- **Data to use**:
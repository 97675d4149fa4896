//! Optional table definitions applied when a database is opened.

use crate::error::Result;
use crate::query::quote_ident;
use rusqlite::Connection;
use serde::Deserialize;

/// Schema definition for the SQLite database
#[derive(Debug, Default, Clone, PartialEq, Deserialize)]
pub struct Schema {
    #[serde(default)]
    pub tables: Vec<TableDefinition>,
}

impl Schema {
    pub fn new() -> Self {
        Self::default()
    }

    pub fn add_table(mut self, table: TableDefinition) -> Self {
        self.tables.push(table);
        self
    }

    pub fn is_empty(&self) -> bool {
        self.tables.is_empty()
    }
}

#[derive(Debug, Clone, PartialEq, Deserialize)]
pub struct TableDefinition {
    pub name: String,
    pub columns: Vec<ColumnDefinition>,
}

impl TableDefinition {
    pub fn new(name: impl Into<String>) -> Self {
        Self {
            name: name.into(),
            columns: Vec::new(),
        }
    }

    pub fn column(mut self, column: ColumnDefinition) -> Self {
        self.columns.push(column);
        self
    }

    fn create_statement(&self) -> String {
        let columns: Vec<String> = self.columns.iter().map(ColumnDefinition::to_sql).collect();
        format!(
            "CREATE TABLE IF NOT EXISTS {} ({})",
            quote_ident(&self.name),
            columns.join(", ")
        )
    }
}

#[derive(Debug, Clone, PartialEq, Deserialize)]
pub struct ColumnDefinition {
    pub name: String,
    /// `None` declares the column without a type (no affinity).
    #[serde(default)]
    pub data_type: Option<DataType>,
    #[serde(default)]
    pub constraints: Vec<ColumnConstraint>,
}

impl ColumnDefinition {
    pub fn new(name: impl Into<String>) -> Self {
        Self {
            name: name.into(),
            data_type: None,
            constraints: Vec::new(),
        }
    }

    pub fn typed(mut self, data_type: DataType) -> Self {
        self.data_type = Some(data_type);
        self
    }

    pub fn constraint(mut self, constraint: ColumnConstraint) -> Self {
        self.constraints.push(constraint);
        self
    }

    fn to_sql(&self) -> String {
        let mut sql = quote_ident(&self.name);
        if let Some(data_type) = self.data_type {
            sql.push(' ');
            sql.push_str(data_type.as_sql());
        }
        for constraint in &self.constraints {
            sql.push(' ');
            sql.push_str(constraint.as_sql());
        }
        sql
    }
}

#[derive(Debug, Clone, Copy, PartialEq, Eq, Deserialize)]
#[serde(rename_all = "lowercase")]
pub enum DataType {
    Integer,
    Text,
    Real,
    Blob,
}

impl DataType {
    fn as_sql(self) -> &'static str {
        match self {
            DataType::Integer => "INTEGER",
            DataType::Text => "TEXT",
            DataType::Real => "REAL",
            DataType::Blob => "BLOB",
        }
    }
}

#[derive(Debug, Clone, Copy, PartialEq, Eq, Deserialize)]
#[serde(rename_all = "snake_case")]
pub enum ColumnConstraint {
    PrimaryKey,
    NotNull,
    Unique,
}

impl ColumnConstraint {
    fn as_sql(self) -> &'static str {
        match self {
            ColumnConstraint::PrimaryKey => "PRIMARY KEY",
            ColumnConstraint::NotNull => "NOT NULL",
            ColumnConstraint::Unique => "UNIQUE",
        }
    }
}

/// Create every table of `schema` that does not exist yet.
pub fn initialize_schema(conn: &Connection, schema: &Schema) -> Result<()> {
    for table in &schema.tables {
        let sql = table.create_statement();
        tracing::debug!(table = %table.name, "ensuring table");
        conn.execute(&sql, [])?;
    }
    Ok(())
}

#[cfg(test)]
mod tests {
    use super::*;

    fn users() -> TableDefinition {
        TableDefinition::new("users")
            .column(
                ColumnDefinition::new("id")
                    .typed(DataType::Text)
                    .constraint(ColumnConstraint::PrimaryKey),
            )
            .column(ColumnDefinition::new("name"))
    }

    #[test]
    fn renders_create_statement() {
        assert_eq!(
            users().create_statement(),
            "CREATE TABLE IF NOT EXISTS \"users\" (\"id\" TEXT PRIMARY KEY, \"name\")"
        );
    }

    #[test]
    fn initialize_is_idempotent() {
        let conn = Connection::open_in_memory().unwrap();
        let schema = Schema::new().add_table(users());
        initialize_schema(&conn, &schema).unwrap();
        initialize_schema(&conn, &schema).unwrap();
        let count: i64 = conn
            .query_row(
                "SELECT COUNT(*) FROM sqlite_master WHERE type = 'table' AND name = 'users'",
                [],
                |row| row.get(0),
            )
            .unwrap();
        assert_eq!(count, 1);
    }

    #[test]
    fn deserializes_from_json() {
        let schema: Schema = serde_json::from_value(serde_json::json!({
            "tables": [{
                "name": "users",
                "columns": [
                    {"name": "id", "data_type": "text", "constraints": ["primary_key"]},
                    {"name": "name"}
                ]
            }]
        }))
        .unwrap();
        assert_eq!(schema, Schema::new().add_table(users()));
    }
}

- **Your objective**:
All lines in the data above from the one with "let mut sql" through the one with "let count: i64 = conn" must be repeated exactly, and no others.

- **Response to this task**:
        let mut sql = quote_ident(&self.name);
        if let Some(data_type) = self.data_type {
            sql.push(' ');
            sql.push_str(data_type.as_sql());
        }
        for constraint in &self.constraints {
            sql.push(' ');
            sql.push_str(constraint.as_sql());
        }
        sql
    }
}

#[derive(Debug, Clone, Copy, PartialEq, Eq, Deserialize)]
#[serde(rename_all = "lowercase")]
pub enum DataType {
    Integer,
    Text,
    Real,
    Blob,
}

impl DataType {
    fn as_sql(self) -> &'static str {
        match self {
            DataType::Integer => "INTEGER",
            DataType::Text => "TEXT",
            DataType::Real => "REAL",
            DataType::Blob => "BLOB",
        }
    }
}

#[derive(Debug, Clone, Copy, PartialEq, Eq, Deserialize)]
#[serde(rename_all = "snake_case")]
pub enum ColumnConstraint {
    PrimaryKey,
    NotNull,
    Unique,
}

impl ColumnConstraint {
    fn as_sql(self) -> &'static str {
        match self {
            ColumnConstraint::PrimaryKey => "PRIMARY KEY",
            ColumnConstraint::NotNull => "NOT NULL",
            ColumnConstraint::Unique => "UNIQUE",
        }
    }
}

/// Create every table of `schema` that does not exist yet.
pub fn initialize_schema(conn: &Connection, schema: &Schema) -> Result<()> {
    for table in &schema.tables {
        let sql = table.create_statement();
        tracing::debug!(table = %table.name, "ensuring table");
        conn.execute(&sql, [])?;
    }
    Ok(())
}

#[cfg(test)]
mod tests {
    use super::*;

    fn users() -> TableDefinition {
        TableDefinition::new("users")
            .column(
                ColumnDefinition::new("id")
                    .typed(DataType::Text)
                    .constraint(ColumnConstraint::PrimaryKey),
            )
            .column(ColumnDefinition::new("name"))
    }

    #[test]
    fn renders_create_statement() {
        assert_eq!(
            users().create_statement(),
            "CREATE TABLE IF NOT EXISTS \"users\" (\"id\" TEXT PRIMARY KEY, \"name\")"
        );
    }

    #[test]
    fn initialize_is_idempotent() {
        let conn = Connection::open_in_memory().unwrap();
        let schema = Schema::new().add_table(users());
        initialize_schema(&conn, &schema).unwrap();
        initialize_schema(&conn, &schema).unwrap();
        let count: i64 = conn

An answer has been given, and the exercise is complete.